A Comparative Analysis of Kafka Streams and TypeStream

When I’m talking about TypeStream to people, I often get asked:

How does TypeStream compare to Kafka Streams when building microservices?

It’s more than a fair question; the functional overlap between the two technologies is large. After all, Kafka Streams is TypeStream’s default runtime.

To answer the question as concretely as possible, I explain what I mean by “event-driven microservices”, then, with the help of a purposely trivial problem, I look at how Kafka Streams and TypeStream. Finally, I compare the two technologies in terms of developer experience and deployment model.

Here’s the table of contents if you’d like to jump to a specific section:

Event-driven microservices #

I think the naming “event-driven microservices” is off, and it has been forced into our conversations by a larger trend (read cult) about microservices.

I prefer the naming “streaming applications” because I like to call things what they are and what they do, but I stick with “event-driven microservice” because this naming has a wider reach and who doesn’t want that?

All right, now you know I’m reluctantly saying “event-driven microservice” but what do I mean anyway?

An “event-driven microservice” is a small streaming application microservice that does its job by consuming and producing off an event broker. More often than not, the event broker of choice is a Kafka cluster because event-driven microservice architectures favour durable events that can be consumed many times by many different services (as opposed as messages passed around using a “traditional” queue). Kafka is an obvious choice to unlock the full potential of this approach.

Here’s a trivial example diagram of this architecture:

event-driven sample architecture diagram

From this point on, when I say event-driven microservice, I’m always talking about a small application (see?) that consumes data from one or more Kafka topics, does its thing, and (often) sends its result back to a Kafka Topic.

I’m ignoring how tricky it is to define what a “small” application is. I could probably write a whole article about it (people wrote books about slightly, ehm, larger topics) so it’s out of scope here.

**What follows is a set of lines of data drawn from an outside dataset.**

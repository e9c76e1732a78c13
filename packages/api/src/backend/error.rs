use thiserror::Error;

#[derive(Debug, Error)]
pub enum BackendError {
    #[error("{0} not set")]
    MissingEnv(&'static str),

    #[error("Invalid backend URL: {0}")]
    InvalidUrl(String),

    #[error("Backend request failed: {0}")]
    Http(#[from] reqwest::Error),

    #[error("{message}")]
    Api { status: u16, message: String },

    #[error("Backend returned no row")]
    EmptyResponse,

    #[error("Not signed in")]
    Unauthenticated,

    #[error("Session store error: {0}")]
    Session(#[from] tower_sessions::session::Error),

    #[error(transparent)]
    Invalid(#[from] store::ValidationError),
}

impl BackendError {
    /// Whether the backend rejected the caller's credentials.
    pub fn is_auth(&self) -> bool {
        match self {
            BackendError::Unauthenticated => true,
            BackendError::Api { status, .. } => *status == 401 || *status == 403,
            _ => false,
        }
    }

    /// Whether the backend answered and refused the request, as opposed to
    /// the request never completing.
    pub fn is_rejection(&self) -> bool {
        matches!(self, BackendError::Api { status, .. } if (400..500).contains(status))
    }
}

#[cfg(test)]
mod tests {
    use super::*;

    #[test]
    fn test_rejection_is_client_error_only() {
        let api = |status| BackendError::Api {
            status,
            message: String::new(),
        };
        assert!(api(400).is_rejection());
        assert!(api(401).is_rejection());
        assert!(!api(500).is_rejection());
        assert!(!api(503).is_rejection());
        assert!(!BackendError::EmptyResponse.is_rejection());
    }
}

For the sake of the discussion, let’s assume we have a application.books topic where records look like this:

{"id":1,"title":"Station Eleven","word_count":45000,"author_id":"42"}
{"id":2,"title":"Sea of Tranquility","word_count":40000,"author_id":"42"}
{"id":3,"title":"Purple Hibiscus","word_count":35000,"author_id":"24"}

I’m using JSON for readability but, in a production system, I’d expect Avro (or Protocol Buffers) to be the serialization format of choice (and would also use UUID for ids).

Let’s also imagine we need novels into a different topic so that other microservices can solve novel specific problems without having to compute what a novel is from books.

Initially, the way we define novel is trivial (> 40K words) but we expect this to change over time so an event-driven microservice that is responsible to extract novels from the application.books topic into a application.novels topic is a perfect fit.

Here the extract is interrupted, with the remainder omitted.